_Input data:_
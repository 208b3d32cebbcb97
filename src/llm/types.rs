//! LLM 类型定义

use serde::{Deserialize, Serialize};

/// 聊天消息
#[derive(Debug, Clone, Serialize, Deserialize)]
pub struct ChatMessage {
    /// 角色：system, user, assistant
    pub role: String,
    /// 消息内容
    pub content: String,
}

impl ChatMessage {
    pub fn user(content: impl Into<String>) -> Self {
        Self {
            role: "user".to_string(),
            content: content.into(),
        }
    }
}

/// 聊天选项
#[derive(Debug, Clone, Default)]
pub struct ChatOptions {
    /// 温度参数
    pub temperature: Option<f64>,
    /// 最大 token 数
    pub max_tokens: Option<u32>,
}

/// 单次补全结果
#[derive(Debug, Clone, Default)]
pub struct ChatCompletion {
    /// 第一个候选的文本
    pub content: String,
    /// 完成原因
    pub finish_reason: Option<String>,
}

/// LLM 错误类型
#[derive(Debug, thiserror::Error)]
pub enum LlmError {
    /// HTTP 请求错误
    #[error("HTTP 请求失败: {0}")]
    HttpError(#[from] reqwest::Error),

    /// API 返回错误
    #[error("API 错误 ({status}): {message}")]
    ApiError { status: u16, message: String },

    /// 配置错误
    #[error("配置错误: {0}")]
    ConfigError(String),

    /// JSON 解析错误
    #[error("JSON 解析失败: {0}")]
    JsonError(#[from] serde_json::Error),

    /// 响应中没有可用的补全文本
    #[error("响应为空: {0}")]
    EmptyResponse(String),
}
==
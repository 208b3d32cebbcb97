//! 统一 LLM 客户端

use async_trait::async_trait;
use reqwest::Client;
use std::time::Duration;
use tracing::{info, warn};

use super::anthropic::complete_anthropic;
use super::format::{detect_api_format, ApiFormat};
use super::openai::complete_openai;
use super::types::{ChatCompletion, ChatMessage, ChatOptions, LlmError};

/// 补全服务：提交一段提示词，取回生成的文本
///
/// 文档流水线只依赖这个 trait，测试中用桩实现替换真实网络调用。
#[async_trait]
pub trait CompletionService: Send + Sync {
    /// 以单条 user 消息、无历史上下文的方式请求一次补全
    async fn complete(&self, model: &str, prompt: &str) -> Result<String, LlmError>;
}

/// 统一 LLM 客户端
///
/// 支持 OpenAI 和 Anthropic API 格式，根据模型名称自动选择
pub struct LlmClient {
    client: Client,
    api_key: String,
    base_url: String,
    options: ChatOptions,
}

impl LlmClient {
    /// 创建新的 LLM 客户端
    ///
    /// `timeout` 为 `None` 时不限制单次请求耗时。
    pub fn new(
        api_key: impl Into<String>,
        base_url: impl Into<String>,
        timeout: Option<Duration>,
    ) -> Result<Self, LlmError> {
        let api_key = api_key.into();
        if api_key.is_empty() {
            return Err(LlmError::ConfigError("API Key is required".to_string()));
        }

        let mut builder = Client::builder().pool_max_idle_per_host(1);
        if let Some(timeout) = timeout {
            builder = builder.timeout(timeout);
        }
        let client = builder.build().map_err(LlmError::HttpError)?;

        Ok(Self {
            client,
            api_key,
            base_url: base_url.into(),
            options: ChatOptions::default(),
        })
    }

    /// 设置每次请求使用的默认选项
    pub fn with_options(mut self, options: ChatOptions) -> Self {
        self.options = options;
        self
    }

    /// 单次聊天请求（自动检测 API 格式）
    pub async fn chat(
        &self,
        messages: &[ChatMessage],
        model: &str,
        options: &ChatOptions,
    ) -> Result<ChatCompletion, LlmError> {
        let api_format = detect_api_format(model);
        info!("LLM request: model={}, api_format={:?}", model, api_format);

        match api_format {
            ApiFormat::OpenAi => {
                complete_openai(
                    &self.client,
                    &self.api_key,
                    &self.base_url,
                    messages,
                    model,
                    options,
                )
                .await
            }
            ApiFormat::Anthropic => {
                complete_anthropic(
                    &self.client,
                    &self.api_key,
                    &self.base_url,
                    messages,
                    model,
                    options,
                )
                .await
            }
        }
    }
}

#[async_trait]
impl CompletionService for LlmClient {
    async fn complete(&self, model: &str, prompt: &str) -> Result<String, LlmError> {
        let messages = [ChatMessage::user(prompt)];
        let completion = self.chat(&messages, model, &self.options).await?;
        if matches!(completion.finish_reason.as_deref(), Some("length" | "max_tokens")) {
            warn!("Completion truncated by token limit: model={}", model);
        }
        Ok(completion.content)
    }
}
...
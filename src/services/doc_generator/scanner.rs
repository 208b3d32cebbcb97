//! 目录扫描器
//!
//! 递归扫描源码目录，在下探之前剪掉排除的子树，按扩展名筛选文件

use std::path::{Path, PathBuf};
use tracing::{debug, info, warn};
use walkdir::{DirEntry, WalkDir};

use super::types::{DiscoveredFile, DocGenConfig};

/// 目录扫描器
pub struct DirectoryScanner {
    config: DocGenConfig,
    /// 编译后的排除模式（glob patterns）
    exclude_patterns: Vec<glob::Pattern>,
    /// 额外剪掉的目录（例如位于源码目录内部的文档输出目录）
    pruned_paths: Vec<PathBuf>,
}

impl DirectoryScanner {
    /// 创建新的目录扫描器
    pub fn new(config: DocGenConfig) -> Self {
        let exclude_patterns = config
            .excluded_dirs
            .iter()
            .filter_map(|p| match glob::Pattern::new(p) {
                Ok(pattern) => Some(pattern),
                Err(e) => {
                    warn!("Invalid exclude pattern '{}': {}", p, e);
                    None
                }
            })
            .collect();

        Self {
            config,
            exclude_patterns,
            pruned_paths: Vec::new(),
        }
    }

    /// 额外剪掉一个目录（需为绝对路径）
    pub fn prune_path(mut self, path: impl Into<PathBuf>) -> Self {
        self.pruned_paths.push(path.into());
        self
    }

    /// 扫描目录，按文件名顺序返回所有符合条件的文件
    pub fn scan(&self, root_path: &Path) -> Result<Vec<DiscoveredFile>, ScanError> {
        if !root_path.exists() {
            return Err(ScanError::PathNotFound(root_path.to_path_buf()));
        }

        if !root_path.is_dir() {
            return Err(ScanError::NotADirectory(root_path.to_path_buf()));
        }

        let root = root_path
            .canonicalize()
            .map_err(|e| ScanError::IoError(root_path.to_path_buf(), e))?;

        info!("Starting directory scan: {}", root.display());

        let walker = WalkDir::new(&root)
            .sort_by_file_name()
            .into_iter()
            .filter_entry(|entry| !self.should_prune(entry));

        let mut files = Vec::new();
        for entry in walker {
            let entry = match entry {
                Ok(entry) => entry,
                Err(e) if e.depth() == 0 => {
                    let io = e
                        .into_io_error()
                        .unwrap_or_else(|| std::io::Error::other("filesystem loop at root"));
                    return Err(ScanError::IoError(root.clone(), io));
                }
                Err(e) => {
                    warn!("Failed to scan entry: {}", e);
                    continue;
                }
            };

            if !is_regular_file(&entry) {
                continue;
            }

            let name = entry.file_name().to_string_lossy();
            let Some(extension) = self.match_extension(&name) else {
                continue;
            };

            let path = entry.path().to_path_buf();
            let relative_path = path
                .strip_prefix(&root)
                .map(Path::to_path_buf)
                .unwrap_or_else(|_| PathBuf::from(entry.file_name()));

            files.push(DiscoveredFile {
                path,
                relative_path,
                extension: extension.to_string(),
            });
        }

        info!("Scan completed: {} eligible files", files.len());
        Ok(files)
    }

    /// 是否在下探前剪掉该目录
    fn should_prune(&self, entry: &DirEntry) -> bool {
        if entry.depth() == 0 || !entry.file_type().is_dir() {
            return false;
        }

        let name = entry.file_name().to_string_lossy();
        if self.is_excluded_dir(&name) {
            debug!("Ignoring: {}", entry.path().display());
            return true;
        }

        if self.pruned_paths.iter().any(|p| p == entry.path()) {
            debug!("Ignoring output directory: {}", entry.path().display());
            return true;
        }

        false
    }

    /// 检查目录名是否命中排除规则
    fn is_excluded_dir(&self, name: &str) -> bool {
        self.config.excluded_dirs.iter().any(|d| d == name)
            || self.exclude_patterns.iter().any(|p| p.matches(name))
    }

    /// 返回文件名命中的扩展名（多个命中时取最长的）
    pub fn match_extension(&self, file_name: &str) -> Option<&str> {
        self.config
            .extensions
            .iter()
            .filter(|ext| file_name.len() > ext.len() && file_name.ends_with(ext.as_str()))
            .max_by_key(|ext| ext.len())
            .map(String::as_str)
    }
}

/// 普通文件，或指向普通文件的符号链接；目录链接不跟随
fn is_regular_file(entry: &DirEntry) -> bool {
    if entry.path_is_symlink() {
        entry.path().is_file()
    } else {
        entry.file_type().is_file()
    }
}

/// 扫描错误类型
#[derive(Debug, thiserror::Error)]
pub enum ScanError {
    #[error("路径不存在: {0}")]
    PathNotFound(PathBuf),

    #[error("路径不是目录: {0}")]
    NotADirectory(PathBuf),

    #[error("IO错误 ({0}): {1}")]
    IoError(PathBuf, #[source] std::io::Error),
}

_What you have to do:_ Taking the listing above as a whole, state how many of its lines hold the string "content". No other output is permitted.

_Answer:_ 5